Jusqu'à présent, le système militaire s’approchant le plus de ce type d’autonomie est le Dôme de Fer déployé par Israël. Il est composé de trois éléments : « un radar de détection et de pistage, un logiciel de gestion de combat et de contrôle de l’armement et trois lanceurs composés de 20 missiles intercepteurs chacun. Lorsqu’un tir ennemi est repéré par le radar, le logiciel de contrôle se lance pour identifier le type de projectile, calculer sa trajectoire et déterminer son point d’impact probable. Si la roquette vise une zone habitée, le système anti-missiles entre automatiquement en action. Il actionne alors l’un des trois lanceurs pour envoyer dans les airs un missile d’interception ».

Les avantages à utiliser ce type d’armes sont nombreux. « L’un d’eux est la rapidité, à la fois d’apprentissage et de réaction ». En effet, « ce type d’IA possède un système d’apprentissage naturellement plus rapide que celui de l’Homme et est ainsi naturellement en progression continue, puisque toutes les connaissances, comme les expériences et les modèles, sont digitalisées avec un accès quasi instantané à des données de masse. Ce type d’armes pourrait donc représenter une véritable révolution dans l’armée. Par comparaison, un soldat est formé par transmission de l’expérience, un processus long, coûteux et imparfait, qui est à recommencer à chaque arrivée de nouveaux soldats ».

Un autre avantage, en plus du gain de temps obtenu avec la délégation complète de certaines tâches, est « l’efficacité au combat, en termes de précision et d'absence de faiblesses typiquement humaines ».

Or, les systèmes basés sur des algorithmes, comme l’IA, confrontés à un problème, fournissent des résultats sans expliquer le processus de raisonnement pour l’obtenir. Des décisions sont ensuite prises en fonction de ce résultat.

Cependant, ces décisions humaines appuyées sur les données collectées analysées par une machine « peuvent donc être influencées sans que l’opérateur en soit conscient ». Ce manque de traçabilité dans la prise de décision peut créer un vrai dilemme puisque l’opérateur doit faire confiance au résultat présenté par la machine. Mais « que se passerait-il si les données étaient erronées ? Ou modifiées subrepticement par un adversaire à distance ? Les décisions tirées du résultat présenté par le système seraient donc inadaptées et pourraient faire empirer une situation, voire mener à une escalade de violence ».
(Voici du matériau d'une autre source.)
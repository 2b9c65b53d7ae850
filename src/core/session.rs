//! Console session state machine.
//!
//! One [`ConsoleSession`] exists per mounted console. It owns the transcript,
//! the uncommitted input buffer, the set of completed commands and the recall
//! history. Every mutation goes through `&mut self`, so submissions on one
//! session are serialized and the transcript order is the submission order.

use std::collections::HashSet;

use crate::config::MAX_COMMAND_HISTORY;
use crate::core::autocomplete::{AutocompleteResult, autocomplete};
use crate::core::autoplay::{AutoPlay, AutoPlayHandle};
use crate::core::profile::ConsoleConfig;
use crate::core::resolver::{Resolution, resolve};
use crate::core::table::CommandTable;
use crate::models::TranscriptEntry;

/// State of one console instance.
#[derive(Debug)]
pub struct ConsoleSession {
    table: CommandTable,
    transcript: Vec<TranscriptEntry>,
    input: String,
    completed: HashSet<String>,
    history: Vec<String>,
    history_index: Option<usize>,
    next_id: u64,
    autoplay: Option<AutoPlayHandle>,
}

impl ConsoleSession {
    pub fn new(table: CommandTable) -> Self {
        Self {
            table,
            transcript: Vec::new(),
            input: String::new(),
            completed: HashSet::new(),
            history: Vec::new(),
            history_index: None,
            next_id: 0,
            autoplay: None,
        }
    }

    pub fn from_config(config: &ConsoleConfig) -> Self {
        Self::new(config.table.clone())
    }

    // ------------------------------------------------------------------------
    // Observed state
    // ------------------------------------------------------------------------

    pub fn transcript(&self) -> &[TranscriptEntry] {
        &self.transcript
    }

    pub fn input(&self) -> &str {
        &self.input
    }

    pub fn table(&self) -> &CommandTable {
        &self.table
    }

    /// Whether `command` has been submitted since the last reset.
    pub fn is_completed(&self, command: &str) -> bool {
        self.completed.contains(command)
    }

    pub fn completed_count(&self) -> usize {
        self.completed.len()
    }

    pub fn command_history(&self) -> &[String] {
        &self.history
    }

    // ------------------------------------------------------------------------
    // Input buffer
    // ------------------------------------------------------------------------

    /// Append typed text to the input buffer. Line breaks are dropped.
    pub fn type_text(&mut self, text: &str) {
        self.input
            .extend(text.chars().filter(|c| !matches!(c, '\n' | '\r')));
    }

    /// Replace the input buffer, as an `<input>` binding does on every edit.
    pub fn set_input(&mut self, text: &str) {
        self.input.clear();
        self.type_text(text);
    }

    /// Discard the uncommitted input (Ctrl+C).
    pub fn interrupt(&mut self) {
        self.input.clear();
        self.history_index = None;
    }

    // ------------------------------------------------------------------------
    // Submission
    // ------------------------------------------------------------------------

    /// Submit the input buffer.
    ///
    /// A blank buffer is a no-op and is left untouched. Otherwise the trimmed
    /// text is executed and the buffer is emptied. Returns whether anything
    /// was submitted.
    pub fn submit(&mut self) -> bool {
        let command = self.input.trim().to_string();
        if command.is_empty() {
            return false;
        }
        self.execute(&command);
        self.input.clear();
        true
    }

    /// Execute a command without touching the input buffer.
    ///
    /// Used by auto-play so that a seeded command never clobbers what the
    /// visitor is typing. Blank commands are ignored.
    pub fn execute(&mut self, command: &str) -> Option<Resolution> {
        let command = command.trim();
        if command.is_empty() {
            return None;
        }

        self.push_entry(TranscriptEntry::command(self.next_id, command));
        let resolution = resolve(&self.table, command);
        match &resolution {
            Resolution::Clear => self.transcript.clear(),
            other => {
                if let Some(text) = other.output() {
                    self.push_entry(TranscriptEntry::output(self.next_id, text));
                }
            }
        }
        self.completed.insert(command.to_string());
        self.record_history(command);

        Some(resolution)
    }

    fn push_entry(&mut self, entry: TranscriptEntry) {
        self.transcript.push(entry);
        self.next_id += 1;
    }

    /// Empty the transcript without submitting anything (Ctrl+L).
    pub fn clear_screen(&mut self) {
        self.transcript.clear();
    }

    /// Restart the session: transcript, buffer, progress and history are
    /// emptied and any pending auto-play is cancelled.
    pub fn reset(&mut self) {
        self.cancel_autoplay();
        self.transcript.clear();
        self.input.clear();
        self.completed.clear();
        self.history.clear();
        self.history_index = None;
    }

    // ------------------------------------------------------------------------
    // History and completion
    // ------------------------------------------------------------------------

    fn record_history(&mut self, command: &str) {
        if self.history.last().map(String::as_str) != Some(command) {
            self.history.push(command.to_string());
            if self.history.len() > MAX_COMMAND_HISTORY {
                self.history.remove(0);
            }
        }
        self.history_index = None;
    }

    /// Recall an earlier (`direction < 0`) or later (`direction > 0`)
    /// command into the input buffer.
    ///
    /// Moving past the newest entry leaves recall mode and empties the buffer.
    pub fn navigate_history(&mut self, direction: i32) -> Option<String> {
        if self.history.is_empty() {
            return None;
        }

        let last = self.history.len() - 1;
        let was_recalling = self.history_index.is_some();
        let new_index = match self.history_index {
            None if direction < 0 => Some(last),
            Some(i) if direction < 0 && i > 0 => Some(i - 1),
            Some(i) if direction > 0 && i < last => Some(i + 1),
            Some(_) if direction > 0 => None,
            current => current,
        };

        self.history_index = new_index;
        match new_index {
            Some(i) => {
                let recalled = self.history[i].clone();
                self.input = recalled.clone();
                Some(recalled)
            }
            None => {
                if was_recalling && direction > 0 {
                    self.input.clear();
                }
                None
            }
        }
    }

    /// Complete the input buffer against the command table (Tab).
    ///
    /// A single match replaces the buffer; multiple matches extend it to
    /// their common prefix when that is longer than what was typed.
    pub fn autocomplete(&mut self) -> AutocompleteResult {
        let result = autocomplete(&self.input, &self.table);
        match &result {
            AutocompleteResult::Single(completed) => self.input = completed.clone(),
            AutocompleteResult::Multiple(common, _) if common.len() > self.input.len() => {
                self.input = common.clone();
            }
            _ => {}
        }
        result
    }

    // ------------------------------------------------------------------------
    // Auto-play
    // ------------------------------------------------------------------------

    /// Prepare the auto-play sequence for `config` and keep its handle so
    /// that dropping or resetting the session cancels it.
    ///
    /// Any previous sequence is cancelled first. Returns `None` when there is
    /// nothing to play.
    pub fn start_autoplay(&mut self, config: &ConsoleConfig) -> Option<(AutoPlay, AutoPlayHandle)> {
        self.cancel_autoplay();
        if config.initial_commands.is_empty() {
            return None;
        }
        let plan = AutoPlay::new(config.initial_commands.clone());
        let handle = AutoPlayHandle::new();
        self.autoplay = Some(handle.clone());
        Some((plan, handle))
    }

    /// Cancel the pending auto-play sequence, if any.
    pub fn cancel_autoplay(&mut self) {
        if let Some(handle) = self.autoplay.take() {
            handle.cancel();
        }
    }
}

impl Drop for ConsoleSession {
    fn drop(&mut self) {
        self.cancel_autoplay();
    }
}

// ============================================================================
// Tests
// ============================================================================
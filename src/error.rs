use std::io;
use std::path::PathBuf;

use thiserror::Error;

#[derive(Error, Debug)]
pub enum Error {
    #[error("unknown calendar type \"{0}\"")]
    UnknownCalendarType(String),

    /// A field is outside the range the calendar allows for the given year/month.
    #[error("invalid date components: {field} = {value}")]
    InvalidDateComponents { field: &'static str, value: i64 },

    #[error("unknown rounding mode \"{0}\"")]
    UnknownRoundingMode(String),

    #[error("missing date component: {0}")]
    MissingField(&'static str),

    /// The astronomical coefficient table has not been (or could not be) loaded.
    #[error("astronomical data \"{name}\" is not loaded")]
    DataNotLoaded { name: String },

    #[error("astronomical data \"{name}\" not found at {path:?}")]
    DataNotFound {
        name: String,
        path: PathBuf,
        #[source]
        source: io::Error,
    },

    #[error("astronomical data \"{name}\" is malformed")]
    InvalidData {
        name: String,
        #[source]
        source: serde_json::Error,
    },

    #[error("astronomical data \"{name}\" is inconsistent: {reason}")]
    InconsistentData { name: String, reason: String },

    #[error("rata die {rata_die} cannot be represented as unix time")]
    UnrepresentableUnixTime { rata_die: f64 },

    #[error("time zone \"{name}\" not found")]
    TimeZoneNotFound {
        name: String,
        #[source]
        source: io::Error,
    },

    #[error("time zone \"{name}\" is invalid: {reason}")]
    InvalidTimeZone { name: String, reason: String },
}

pub type Result<T> = std::result::Result<T, Error>;

#[cfg(test)]
mod tests {
    use super::*;

    #[test]
    fn test_messages() {
        let e = Error::UnknownCalendarType("mayan".to_string());
        assert_eq!(e.to_string(), "unknown calendar type \"mayan\"");

        let e = Error::InvalidDateComponents {
            field: "month",
            value: 14,
        };
        assert_eq!(e.to_string(), "invalid date components: month = 14");

        let e = Error::DataNotLoaded {
            name: "astro".to_string(),
        };
        assert_eq!(e.to_string(), "astronomical data \"astro\" is not loaded");

        let e = Error::UnrepresentableUnixTime { rata_die: 1.5 };
        assert_eq!(e.to_string(), "rata die 1.5 cannot be represented as unix time");
    }

    #[test]
    fn test_source_is_chained() {
        use std::error::Error as _;
        let e = Error::TimeZoneNotFound {
            name: "Mars/Olympus_Mons".to_string(),
            source: io::Error::new(io::ErrorKind::NotFound, "no such file"),
        };
        assert!(e.source().is_some());
    }

    #[test]
    fn test_error_is_send_and_sync() {
        fn assert_impl<T: std::error::Error + Send + Sync + 'static>() {}
        assert_impl::<Error>();
    }
}
use num_integer::Integer;

use super::{Calendar, CalendarKind, CalendarPolicy};
use crate::math::Modulo;

/// Fixed day of 0001-01-01 in the Julian calendar, which is 0000-12-30 Gregorian.
pub const JULIAN_EPOCH: i64 = -1;

const MONTH_LENGTHS: [u32; 12] = [31, 28, 31, 30, 31, 30, 31, 31, 30, 31, 30, 31];

/// Years before the common era count -1, -2, ... with no year 0. Year -1 is a leap year.
pub fn is_leap_year(year: i64) -> bool {
    year.modulo(4) == if year > 0 { 0 } else { 3 }
}

pub fn month_length(month: u32, year: i64) -> u32 {
    match (month, year) {
        (_, 0) => 0,
        (2, _) if is_leap_year(year) => 29,
        (1..=12, _) => MONTH_LENGTHS[(month - 1) as usize],
        _ => 0,
    }
}

pub fn fixed_from_julian(year: i64, month: u32, day: u32) -> i64 {
    let y = if year < 0 { year + 1 } else { year };
    let month = month as i64;
    let leap_correction = if month <= 2 {
        0
    } else if is_leap_year(year) {
        -1
    } else {
        -2
    };
    JULIAN_EPOCH - 1
        + 365 * (y - 1)
        + (y - 1).div_floor(&4)
        + (367 * month - 362).div_floor(&12)
        + leap_correction
        + day as i64
}

pub fn julian_from_fixed(fixed: i64) -> (i64, u32, u32) {
    let approx = (4 * (fixed - JULIAN_EPOCH) + 1464).div_floor(&1461);
    let year = if approx <= 0 { approx - 1 } else { approx };
    let prior_days = fixed - fixed_from_julian(year, 1, 1);
    let correction = if fixed < fixed_from_julian(year, 3, 1) {
        0
    } else if is_leap_year(year) {
        1
    } else {
        2
    };
    let month = (12 * (prior_days + correction) + 373).div_floor(&367) as u32;
    let day = (fixed - fixed_from_julian(year, month, 1) + 1) as u32;
    (year, month, day)
}

#[derive(Copy, Clone, Debug, Default, PartialEq, Eq)]
pub struct Julian;

impl CalendarPolicy for Julian {
    fn kind(&self) -> CalendarKind {
        CalendarKind::Julian
    }

    fn num_months(&self, year: i64) -> u32 {
        if year == 0 {
            0
        } else {
            12
        }
    }

    fn month_length(&self, month: u32, year: i64) -> u32 {
        month_length(month, year)
    }

    fn is_leap_year(&self, year: i64) -> bool {
        is_leap_year(year)
    }
}

impl Calendar for Julian {
    const EPOCH: f64 = 1_721_422.5;

    fn fixed_from_date(&self, year: i64, month: u32, day: u32) -> i64 {
        fixed_from_julian(year, month, day)
    }

    fn date_from_fixed(&self, fixed: i64) -> (i64, u32, u32) {
        julian_from_fixed(fixed)
    }
}

#[cfg(test)]
mod tests {
    use super::*;
    use crate::calendar::gregorian::fixed_from_gregorian;
    use proptest::prelude::*;

    #[test]
    fn test_is_leap_year() {
        assert!(is_leap_year(1900));
        assert!(is_leap_year(2000));
        assert!(!is_leap_year(2023));
        assert!(is_leap_year(-1));
        assert!(is_leap_year(-5));
        assert!(!is_leap_year(-4));
    }

    #[test]
    fn test_gregorian_reform() {
        // The day after Julian 1582-10-04 was Gregorian 1582-10-15.
        assert_eq!(
            fixed_from_julian(1582, 10, 5),
            fixed_from_gregorian(1582, 10, 15)
        );
        assert_eq!(fixed_from_julian(1582, 10, 5), 577_736);
        assert_eq!(julian_from_fixed(738_886), (2023, 12, 19));
    }

    #[test]
    fn test_no_year_zero() {
        assert_eq!(fixed_from_julian(1, 1, 1), JULIAN_EPOCH);
        assert_eq!(julian_from_fixed(JULIAN_EPOCH - 1), (-1, 12, 31));
        assert_eq!(fixed_from_julian(-1, 1, 1), -367);
        assert_eq!(month_length(1, 0), 0);
        assert_eq!(Julian.num_months(0), 0);
        assert_eq!(Julian.days_in_year(-1), 366);
    }

    proptest! {
        #[test]
        fn round_trip(fixed in -1_000_000i64..1_500_000) {
            let (year, month, day) = julian_from_fixed(fixed);
            prop_assert_ne!(year, 0);
            prop_assert!(day >= 1 && day <= month_length(month, year));
            prop_assert_eq!(fixed_from_julian(year, month, day), fixed);
        }

        #[test]
        fn leap_years_have_366_days(year in 1i64..5000) {
            let length = fixed_from_julian(year + 1, 1, 1) - fixed_from_julian(year, 1, 1);
            prop_assert_eq!(length == 366, is_leap_year(year));
            prop_assert_eq!(length as u32, Julian.days_in_year(year));
        }
    }
}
Intrinsèquement, un second risque émerge: « celui de la confiance excessive accordée aux machines. Ici, non seulement l’Homme serait présenté à un résultat sans connaître le processus de raisonnement derrière, mais il n’aurait pas non plus la possibilité de rectifier la décision prise en conséquence par l’IA. De ce problème de prise de décision découle celui de la responsabilité ».